The logical extension of a “call” within this stratified context is to
normalize this domination and oppression, making violence a matter of divine
mandate, believing it just.
This leaves
Abraham prey to Original Sin – escalatory violence.
We
humans escalate our violence from ideological through rhetorical to physical
violence. Ideological violence judges certain others to be inhuman, subhuman,
and lacking in one’s own humanity. Rhetorical violence speaks on that
presumption by debasing those others with rude names, crude caricatures, and
derogatory stereotypes or by excluding them as political “traitors’ or
religious “heretics.” Physical violence, and even lethal
violence, acts on those presuppositions either by illegal attack or, if one has
attained social power, by official, legal, political action (173).
This is where the
radicality of God steps in. This is
where the God of non-violent distributive justice enters the story. “Do not lay your hand on the boy or do
anything to him…. And Abraham looked up
and saw a ram, caught in the thicket by its horns. Abraham went and took the ram and offered it
up as a burnt offering instead of his son” (Genesis 22:12-13).
The biblical God
is a god of distributive justice, not a God who calls for the blood sacrifice
of children. The biblical God expects
and commands us to act in similar fashion.
…justice is about the fair distribution of
the subject involved. In the Bible, it
is primarily about a fair distribution of God’s world for all of God’s people…. The heart of God’s justice is to make sure
that the ‘weak and the orphan’ have received their share of God’s resources for
them to live and thrive (17-18).
Ultimately,
the story of Abraham and Isaac turned out okay.
For Abraham, it went like gangbusters.
He continued and continues to
play a starring role in the Christian faith.

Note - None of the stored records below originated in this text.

#![forbid(unsafe_code)]

mod entry;
mod server;
mod support;
mod tools;

pub(crate) use support::*;

use std::path::PathBuf;

// Protocol negotiation: some MCP clients are strict about the server echoing
// a compatible protocol version. Stay at the widely deployed baseline.
const MCP_VERSION: &str = "2024-11-05";
const SERVER_NAME: &str = "knbn-mcp";
const SERVER_VERSION: &str = env!("CARGO_PKG_VERSION");

pub(crate) struct McpServer {
    initialized: bool,
    working_dir: PathBuf,
}

fn usage() -> &'static str {
    "kn_mcp — KnBn board MCP server (Rust, stdio-first)\n\n\
USAGE:\n\
  kn_mcp [--working-dir DIR]\n\
\n\
FLAGS:\n\
  -h, --help       Print this help and exit\n\
  -V, --version    Print version and exit\n\
\n\
NOTES:\n\
  - Board files (*.knbn) are resolved against the working directory.\n\
  - The working directory defaults to the process cwd, resolved once at startup.\n"
}

fn parse_working_dir(args: &[String]) -> Result<PathBuf, String> {
    let mut working_dir = None;
    let mut iter = args.iter().skip(1);
    while let Some(arg) = iter.next() {
        if arg == "--working-dir" {
            let Some(dir) = iter.next() else {
                return Err("--working-dir requires a value".to_string());
            };
            working_dir = Some(PathBuf::from(dir));
        }
    }
    match working_dir {
        Some(dir) => {
            if !dir.is_dir() {
                return Err(format!("working directory does not exist: {}", dir.display()));
            }
            Ok(dir)
        }
        None => std::env::current_dir().map_err(|err| format!("cannot resolve cwd: {err}")),
    }
}

fn main() -> Result<(), Box<dyn std::error::Error>> {
    let args = std::env::args().collect::<Vec<_>>();
    if args
        .iter()
        .any(|arg| matches!(arg.as_str(), "-h" | "--help"))
    {
        print!("{}", usage());
        return Ok(());
    }
    if args
        .iter()
        .any(|arg| matches!(arg.as_str(), "-V" | "--version"))
    {
        println!("kn_mcp {SERVER_VERSION}");
        return Ok(());
    }

    let working_dir = parse_working_dir(&args).map_err(std::io::Error::other)?;
    let mut server = McpServer::new(working_dir);
    entry::run_stdio(&mut server)
}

He is mentioned seventy-six times in the New Testament alone – more than
half referencing his great faith. And in
Sunday school, generations of kids learn about “Father Abraham” who “had many
sons and” the “many sons” who “had Father Abraham.” God’s non-violent distributive justice will
always win out at the end of the day.
Yet,
when we decide that some are more worthy than others…. When we hold to ideologies and beliefs that
declare some are lacking in our own humanity – that some could not possibly be
made in the image of God, like we are…. When we begin to speak from those
presumptions and debase with our language those who did not fit our narrative of what it means to be
worthy or deserving of the same access to resources that we have…. It is only a matter of time before we enact
physical violence.
We
fall prey to the same sin that led Abraham to abandon one child to death and to
attempt to “sacrifice as a burnt offering” the other. The God of non-violent distributive justice never demands the blood sacrifice of
children. The Original Sin is the sin of
escalatory violence. Decisions made
behind closed doors, decisions which privilege the one over the universal,
decisions which demand the blood sacrifice of children – especially by those
who proclaim that we are called as a nation by God to live the Christian
message – are not of the God of the bible.
Lest
we spend or entire sermon today in the New Testament, let us consider for a
moment Paul’s reminder to us: “For the
wages of sin is death.” Escalatory
violence always leads to death.
Today
then, may we:
Watch
our thoughts, for they become words;
Watch
our words, for they become actions;
Watch
our actions, for they become habits;
Watch
our habits, for they become character;
Watch
our character; for it becomes our destiny.